GRAD

  • Germany/Russia, 2004 
    16mm, color, stereo, 22 min.

    GRAD reflects female perspectives on the experiences of a community that has lost its motherland thirteen years after the implosion of the Soviet Union. Valya, the protagonist, goes on walks with her gang of girlfriends in post-communist St. Petersburg, annexing unknown, derelict, and ostensibly lost areas of the city. Staged as psychogeographic landscapes, the houses, streets, underground tunnels, and marginal neighborhoods are part of a tour guided by a hypnotic exkursavod figure. During a communal foray, the girlfriends encounter the doubles of Vladimir Ilyich Lenin, Adolf Hitler, and Chuck Norris, three emblematic figures of past ideologies of the twentieth century. Unimpressed by these tired ‘heroes,’ Valya lets the three men tell her about their real lives, where the political and private are inextricably intertwined. The birthday meal with her mother and her three adopted sisters ends in a fiasco when the youngest among them—her real sister—challenges her mother’s recollections of the gulag. Just as the doppelgangers fall out of character, the compatriots successively lapse in their solidarity. GRAD is a post-ideological film about three generations of millennial women in Russia. 

  • EXURSAVOD. (Directly to the camera) A warm, cordial welcome to you. I will be your guide. I love you. Yes, I love you. (Off camera, to pissing female soldier) Look at me. Here! We are in the Soviet Union and will be observing changing relations in the region. (On camera) The Soviet Union lives in all hearts that openly and happily beat in time with the world, and all who know that life here on earth would otherwise lack both meaning and purpose. We would fumble around in eternal darkness. I am grateful from the bottom of my heart. I am thankful to all who lighten the darkness with the spark of their flame. You will do that. I cordially welcome you.

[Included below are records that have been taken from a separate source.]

//! swapcore
//!
//! Memory planning and disk swap for out-of-core model execution: train
//! and serve models whose working set exceeds physical RAM.
//!
//! # Two Pieces
//!
//! - **Planner**: [`planner::IntervalPlanner`] turns per-region validity
//!   intervals into a compact static layout, one byte offset per request
//!   inside a single contiguous arena. Freed ranges are reused; two
//!   requests that are ever live together never share bytes.
//! - **Swap device**: [`swap::SwapDevice`] moves region bytes between
//!   RAM and a backing file sized to the planned arena, through
//!   page-aligned mapped windows or plain buffered copies. Inference
//!   runs can stream persisted weights by id in one shot.
//!
//! The two never call each other. The engine that owns the execution
//! timeline asks the planner for a layout once, then drives the device
//! with the planned offsets as regions enter and leave their validity
//! windows.
//!
//! # Concurrency
//!
//! Everything here is synchronous and single-owner: planning is a pure
//! function, and a device instance expects one caller at a time.

pub mod config;
pub mod planner;
pub mod swap;
pub mod telemetry;

pub use planner::{IntervalPlanner, MemoryRequest, PlanError, PlanResult, Validity};
pub use swap::{
    BackingKind, BufferHandle, ExecutionMode, SwapConfig, SwapDevice, SwapError, WeightId,
    WeightPreloadTable,
};
//! Preload table for inference-mode weight streaming.
//!
//! Maps stable weight identifiers to the byte ranges a previous run
//! persisted in the backing file, so inference can stream weights
//! straight into caller-owned buffers without leaving mappings live.

use std::collections::HashMap;

/// Stable identifier for a persisted weight region.
#[derive(Debug, Clone, Copy, PartialEq, Eq, Hash)]
pub struct WeightId(pub u32);

/// Location of one weight region in the backing file.
#[derive(Debug, Clone, Copy, PartialEq, Eq)]
pub struct PreloadEntry {
    /// Byte offset in the backing file.
    pub offset: u64,
    /// Length in bytes.
    pub len: usize,
}

/// Lookup table populated once during inference setup.
#[derive(Debug, Default, Clone)]
pub struct WeightPreloadTable {
    entries: HashMap<WeightId, PreloadEntry>,
}

impl WeightPreloadTable {
    pub fn new() -> Self {
        Self::default()
    }

    /// Record where a weight region lives in the backing file.
    pub fn insert(&mut self, id: WeightId, offset: u64, len: usize) {
        self.entries.insert(id, PreloadEntry { offset, len });
    }

    pub fn get(&self, id: WeightId) -> Option<PreloadEntry> {
        self.entries.get(&id).copied()
    }

    pub fn len(&self) -> usize {
        self.entries.len()
    }

    pub fn is_empty(&self) -> bool {
        self.entries.is_empty()
    }
}

#[cfg(test)]
mod tests {
    use super::*;

    #[test]
    fn entries_are_looked_up_by_id() {
        let mut table = WeightPreloadTable::new();
        table.insert(WeightId(3), 4096, 512);

        assert_eq!(
            table.get(WeightId(3)),
            Some(PreloadEntry { offset: 4096, len: 512 })
        );
        assert_eq!(table.get(WeightId(4)), None);
        assert_eq!(table.len(), 1);
    }

    #[test]
    fn reinserting_an_id_replaces_its_entry() {
        let mut table = WeightPreloadTable::new();
        table.insert(WeightId(1), 0, 64);
        table.insert(WeightId(1), 128, 32);

        assert_eq!(
            table.get(WeightId(1)),
            Some(PreloadEntry { offset: 128, len: 32 })
        );
        assert_eq!(table.len(), 1);
    }
}
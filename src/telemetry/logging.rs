//! Logging initialization for embedding engines.
//!
//! The library itself only emits through the `tracing` facade; an engine
//! that has no subscriber of its own can install one here.

use thiserror::Error;
use tracing_subscriber::{fmt, layer::SubscriberExt, util::SubscriberInitExt, EnvFilter};

/// Log output format.
#[derive(Debug, Clone, Copy, Default, PartialEq, Eq)]
pub enum LogFormat {
    /// JSON structured logging (default for production).
    #[default]
    Json,
    /// Human-readable pretty printing (for development).
    Pretty,
}

/// Logging configuration.
#[derive(Debug, Clone)]
pub struct LogConfig {
    /// Output format (JSON or Pretty).
    pub format: LogFormat,
    /// Log level filter (e.g., "info", "debug", "swapcore=trace").
    pub level: String,
}

impl Default for LogConfig {
    fn default() -> Self {
        Self {
            format: LogFormat::Json,
            level: "info".to_string(),
        }
    }
}

/// Errors that can occur during logging initialization.
#[derive(Debug, Error)]
pub enum LogError {
    #[error("Invalid log filter: {0}")]
    InvalidFilter(String),
    #[error("Subscriber already initialized")]
    AlreadyInitialized,
}

/// Initialize the tracing subscriber with the given configuration.
///
/// Call once at startup; a second call reports
/// [`LogError::AlreadyInitialized`].
pub fn init_logging(config: &LogConfig) -> Result<(), LogError> {
    let filter =
        EnvFilter::try_new(&config.level).map_err(|e| LogError::InvalidFilter(e.to_string()))?;
    let registry = tracing_subscriber::registry().with(filter);

    match config.format {
        LogFormat::Json => registry
            .with(fmt::layer().json())
            .try_init()
            .map_err(|_| LogError::AlreadyInitialized)?,
        LogFormat::Pretty => registry
            .with(fmt::layer().pretty())
            .try_init()
            .map_err(|_| LogError::AlreadyInitialized)?,
    }

    Ok(())
}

  • Sound. A toilet flushes and the pipes gurgle loudly and for a long time.
    VALYA. So! Today we’re going out! We’re going to Moscow. To Moscow! I was in Moscow ... in ‘58.
    Tanya and Anya exit respectively from small toilet stalls.
    TANYA. I don’t care.
    VALYA. My aunt took me there when I was
    very young. I was so small that they smuggled me
    in a suitcase. I liked the city a lot—so much that
    I sneaked out of the suitcase and walked alone through Moscow at night. On my walk, I met many interesting people. They asked me: “What is such a little girl doing all alone here in Moscow?” I answered: “I am walking around.” That’s it.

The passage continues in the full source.